Monday, July 4

Scratch & Sniff Copyright NML

Every day I watch men 'adjusting' (read:scratching/giving your ego a comforting feel) their balls and men 'adjusting' (read:digging/scratching) their arses and men 'scratching' (read: digging and eating) their noses. They do it so often, might as well we turn it into a national sport and give them some prizes for it.


1. The contestant must acknowledge what they are doing. There's no pretending that there's adjusting being done. They're giving their nuts a touch too many...
2. Contestants must wear something similar to those gadgets that walkers use to count their steps, lets call it Privates Watch. This will sense when the hand has gone to a certain depth and picks up the scratching digging motion. There is also a Privates Ring (not for the bum) but for nose digging.
3. Vials will be given to each of the contestants to collect their snot deposits.
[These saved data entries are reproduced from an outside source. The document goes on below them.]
impl<R: CommandRunner> BuildPipeline<R> {
    /// Creates a pipeline whose run phase watches each command for `run_window`
    pub fn new(runner: R, run_window: Duration) -> Self {
        Self { runner, run_window }
    }

    /// Checks the workspace and records language-specific setup hints
    pub async fn setup_environment(&self, dir: &Path, detection: &Detection) -> Result<PhaseReport, BuildError> {
        if !dir.is_dir() {
            return Err(BuildError::MissingWorkspace(dir.to_path_buf()));
        }

        let mut report = PhaseReport::new(Phase::Environment, dir, BTreeMap::new());

        if detection.build_system.is_python() {
            report.notes.push("python -m venv venv".to_string());
            report.notes.push("source venv/bin/activate".to_string());
        } else if detection.build_system.is_node() {
            if let Some(node) = required_node_version(dir) {
                report.notes.push(format!("# Requires Node.js {}", node));
            }
        }

        for framework in &detection.frameworks {
            match framework.as_str() {
                "django" | "flask" | "fastapi" => {
                    report.notes.push("# Python web application detected".to_string());
                    report.env.insert("PYTHONPATH".to_string(), dir.display().to_string());
                }
                "react" | "vue" | "angular" | "nextjs" => {
                    report.notes.push("# JavaScript frontend framework detected".to_string());
                }
                "express" => report.notes.push("# Node.js backend framework detected".to_string()),
                _ => {}
            }
        }
        report.notes.dedup();

        info!(phase = %Phase::Environment, dir = %dir.display(), "Environment ready");
        Ok(report)
    }

    /// Installs dependencies
    pub async fn install_dependencies(
        &self,
        previous: Result<PhaseReport, BuildError>,
        instructions: &BuildInstructions,
    ) -> Result<PhaseReport, BuildError> {
        let previous = proceed(previous)?;
        Ok(self.execute(Phase::Dependencies, &previous, &instructions.dependencies).await)
    }

    /// Compiles or bundles the application
    pub async fn build(
        &self,
        previous: Result<PhaseReport, BuildError>,
        instructions: &BuildInstructions,
    ) -> Result<PhaseReport, BuildError> {
        let previous = proceed(previous)?;
        Ok(self.execute(Phase::Build, &previous, &instructions.build).await)
    }

    /// Starts the application and watches it through the startup window
    pub async fn run(
        &self,
        previous: Result<PhaseReport, BuildError>,
        instructions: &BuildInstructions,
    ) -> Result<PhaseReport, BuildError> {
        let previous = proceed(previous)?;
        Ok(self.execute(Phase::Run, &previous, &instructions.run).await)
    }

    /// Runs every phase in order and collects what happened
    pub async fn run_all(&self, dir: &Path, detection: &Detection) -> BuildSummary {
        let instructions = &detection.instructions;
        let mut summary = BuildSummary {
            working_dir: dir.to_path_buf(),
            instructions: instructions.clone(),
            web_port: detection.web_port,
            ..BuildSummary::default()
        };

        let environment = self.setup_environment(dir, detection).await;
        record(&mut summary, &environment);
        let dependencies = self.install_dependencies(environment, instructions).await;
        record(&mut summary, &dependencies);
        let build = self.build(dependencies, instructions).await;
        record(&mut summary, &build);
        let run = self.run(build, instructions).await;
        record(&mut summary, &run);

        summary.error = match proceed(run) {
            Ok(_) => None,
            Err(e) => {
                warn!(error = %e, "Build pipeline stopped");
                Some(e)
            }
        };
        summary
    }

    async fn execute(&self, phase: Phase, previous: &PhaseReport, commands: &[CommandLine]) -> PhaseReport {
        let dir = previous.working_dir.as_path();
        let mut report = PhaseReport::new(phase, dir, previous.env.clone());

        if commands.is_empty() {
            info!(phase = %phase, "Nothing to do, skipping");
            report.skipped = true;
            return report;
        }

        for command in commands {
            info!(phase = %phase, command = %command, "Running command");
            report.commands.push(command.clone());

            let outcome = match phase {
                Phase::Run => self.runner.start(command, dir, &report.env, self.run_window).await,
                _ => self.runner.run(command, dir, &report.env).await,
            };

            match outcome {
                Ok(output) => {
                    report.stdout.push_str(&output.stdout);
                    report.stderr.push_str(&output.stderr);
                    if output.still_running {
                        info!(phase = %phase, command = %command, "Still running after startup window, stopped");
                    }
                    if !output.success() {
                        warn!(phase = %phase, command = %command, exit_code = ?output.exit_code, "Command failed");
                        report.success = false;
                        break;
                    }
                }
                Err(e) => {
                    warn!(phase = %phase, command = %command, error = %e, "Command could not be started");
                    report.stderr.push_str(&e.to_string());
                    report.success = false;
                    break;
                }
            }
        }
        report
    }
}
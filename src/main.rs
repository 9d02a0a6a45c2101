use anyhow::Result;
use clap::{Parser, Subcommand};
use colored::*;
use contentmonetizer::config::REQUIRED_ENV_VARS;
use contentmonetizer::pipeline::{self, Pipeline};
use contentmonetizer::{logging, report, Config};
use log::{error, info, warn};
use std::path::{Path, PathBuf};

#[derive(Parser)]
#[command(author, version, about = "Turn technical YouTube videos into knowledge bases and monetization plans", long_about = None)]
struct Cli {
    /// TOML configuration file
    #[arg(long, global = true)]
    config: Option<PathBuf>,

    #[command(subcommand)]
    command: Command,
}

#[derive(Subcommand)]
enum Command {
    /// Process a single video
    Video {
        /// YouTube video id
        video_id: String,
        /// Directory the run directory is created in
        #[arg(short, long)]
        output_dir: Option<PathBuf>,
        /// Log at debug level
        #[arg(short, long)]
        verbose: bool,
        /// Build and run repositories linked from the video
        #[arg(long)]
        build: bool,
    },
    /// Process the most recent uploads of a channel
    Channel {
        /// YouTube channel id
        channel_id: String,
        /// How many uploads to process
        #[arg(short, long)]
        max_videos: Option<usize>,
        /// Directory the run directory is created in
        #[arg(short, long)]
        output_dir: Option<PathBuf>,
        /// Log at debug level
        #[arg(short, long)]
        verbose: bool,
        /// Build and run repositories linked from the videos
        #[arg(long)]
        build: bool,
    },
    /// Analyze a GitHub repository on its own
    Repo {
        /// Repository URL
        url: String,
        /// Output directory
        #[arg(short, long)]
        output: Option<PathBuf>,
        /// Build and run the application and write setup documentation
        #[arg(long)]
        deploy: bool,
    },
}

impl Command {
    fn verbose(&self) -> bool {
        match self {
            Command::Video { verbose, .. } | Command::Channel { verbose, .. } => *verbose,
            Command::Repo { .. } => false,
        }
    }
}

#[tokio::main]
async fn main() -> Result<()> {
    let cli = Cli::parse();
    logging::init(logging::level_for(cli.command.verbose()))?;

    let config = match &cli.config {
        Some(path) => Config::from_file(path),
        None => Config::load(),
    };
    let config = match config {
        Ok(config) => config,
        Err(e) => {
            print_error(&format!("Could not load configuration: {}", e));
            return Ok(());
        }
    };

    let missing = config.api_keys.missing();
    match cli.command {
        Command::Video { video_id, output_dir, build, .. } => {
            if !check_required(&missing) {
                return Ok(());
            }
            let output_root = output_dir.unwrap_or_else(|| config.output_dir.clone());
            if let Some(pipeline) = build_pipeline(config, &output_root, build).await {
                run_video(&pipeline, &video_id, &output_root).await;
            }
        }
        Command::Channel { channel_id, max_videos, output_dir, build, .. } => {
            if !check_required(&missing) {
                return Ok(());
            }
            let output_root = output_dir.unwrap_or_else(|| config.output_dir.clone());
            let max_videos = max_videos.unwrap_or(config.max_videos);
            if let Some(pipeline) = build_pipeline(config, &output_root, build).await {
                run_channel(&pipeline, &channel_id, max_videos, &output_root).await;
            }
        }
        Command::Repo { url, output, deploy } => {
            if !missing.is_empty() {
                print_warning(&format!("Missing environment variables: {}", missing.join(", ")));
            }
            let output_root = output.unwrap_or_else(|| config.output_dir.clone());
            if let Some(pipeline) = build_pipeline(config, &output_root, false).await {
                run_repo(&pipeline, &url, &output_root, deploy).await;
            }
        }
    }

    Ok(())
}

/// Logs every required variable that is missing; `false` means the run stops
fn check_required(missing: &[&str]) -> bool {
    if missing.is_empty() {
        return true;
    }
    error!("Missing required environment variables: {}", missing.join(", "));
    for (name, description) in REQUIRED_ENV_VARS {
        if missing.contains(name) {
            error!("  {}: {}", name, description);
        }
    }
    print_error("Set the missing variables and run again");
    false
}

async fn build_pipeline(mut config: Config, output_root: &Path, build: bool) -> Option<Pipeline> {
    config.output_dir = output_root.to_path_buf();
    config.build.enabled |= build;

    if let Err(e) = config.validate().await {
        print_error(&format!("Invalid configuration: {}", e));
        return None;
    }
    match Pipeline::new(config) {
        Ok(pipeline) => Some(pipeline),
        Err(e) => {
            print_error(&format!("Could not start the pipeline: {}", e));
            None
        }
    }
}

async fn run_video(pipeline: &Pipeline, video_id: &str, output_root: &Path) {
    let pb = report::create_progress_bar();
    pb.set_message(format!("Processing video {}", video_id));

    let result = pipeline.run_video(video_id, output_root).await;
    pb.finish_and_clear();

    match result {
        Ok(outcome) => {
            print_success(&format!("Processed \"{}\"", outcome.title));
            println!("{} {}", "[SAVED]".bright_blue(), outcome.output_dir.display().to_string().bright_white());
            if let Some(strategy) = &outcome.summary.recommended_strategy {
                println!("{} {}", "Recommended strategy:".bright_yellow(), strategy.bright_white());
            }
        }
        Err(e) => print_error(&format!("Video {} failed: {}", video_id, e)),
    }
}

async fn run_channel(pipeline: &Pipeline, channel_id: &str, max_videos: usize, output_root: &Path) {
    let pb = report::create_progress_bar();
    pb.set_message(format!("Processing up to {} videos from {}", max_videos, channel_id));

    let result = pipeline.process_channel(channel_id, max_videos, output_root).await;
    pb.finish_and_clear();

    match result {
        Ok(outcome) => {
            let results = &outcome.results;
            print_success(&format!(
                "Processed {} of {} videos from {}",
                results.processed,
                results.videos.len(),
                results.channel.title
            ));
            for video in results.videos.iter().filter(|v| !v.succeeded()) {
                print_warning(&format!(
                    "{} failed: {}",
                    video.video_id,
                    video.error.as_deref().unwrap_or("unknown error")
                ));
            }
            println!("{} {}", "[SAVED]".bright_blue(), outcome.output_dir.display().to_string().bright_white());
        }
        Err(e) => print_error(&format!("Channel {} failed: {}", channel_id, e)),
    }
}

async fn run_repo(pipeline: &Pipeline, url: &str, output_root: &Path, deploy: bool) {
    let pb = report::create_progress_bar();
    pb.set_message(format!("Analyzing {}", url));

    let result = pipeline.analyze_repository_url(url, output_root, deploy).await;
    pb.finish_and_clear();

    match result {
        Ok(outcome) => {
            print_success(&format!("Analyzed {}", outcome.name));
            println!("{} {}", "[SAVED]".bright_blue(), outcome.analysis_file.display().to_string().bright_white());
            if let Some(setup) = &outcome.setup_file {
                println!("{} {}", "[SAVED]".bright_blue(), setup.display().to_string().bright_white());
            }
            if outcome.build_succeeded == Some(false) {
                print_warning("The application did not build or start; see the setup document");
            }
        }
        Err(e) => {
            print_error(&format!("Repository analysis failed: {}", e));
            pipeline::write_error(&output_root.join("repos"), &e).await;
            info!("Error details written to {}", output_root.join("repos").join(pipeline::ERROR_FILE).display());
        }
    }
}

fn print_success(message: &str) {
    println!("{} {}", "[SUCCESS]".bright_green(), message.bright_white());
}

fn print_warning(message: &str) {
    warn!("{}", message);
    println!("{} {}", "[WARNING]".bright_yellow(), message.bright_yellow());
}

fn print_error(message: &str) {
    println!("{} {}", "[ERROR]".bright_red(), message.bright_red());
}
1. 5 points for every nose dig
2. 10 points for every scratch/'adjustment' of the willy
3. 10 points for every dig of the arse
4. Deduct 20 points for eating of snot
5. 50 bonus points to the contestant with the largest total of scratches/digging of willy/bum/nose.
6. 100 bonus points for the contestant whose snot deposits weigh the most
7. 100 bonus points if the contestant manages to wear a hole in the arse of his underpants/trousers (these will be inspected at the start of the contest to ensure that nobody has 'tampered' with their clothing.
8. 5 bonus points will be given for each of the additional actions:
- farting
- burping
9. 10 points will be deducted if the contestant does not say pardon.

Venue should be something similar to the Big Blogger House but office environments or a tube carriage work just as well.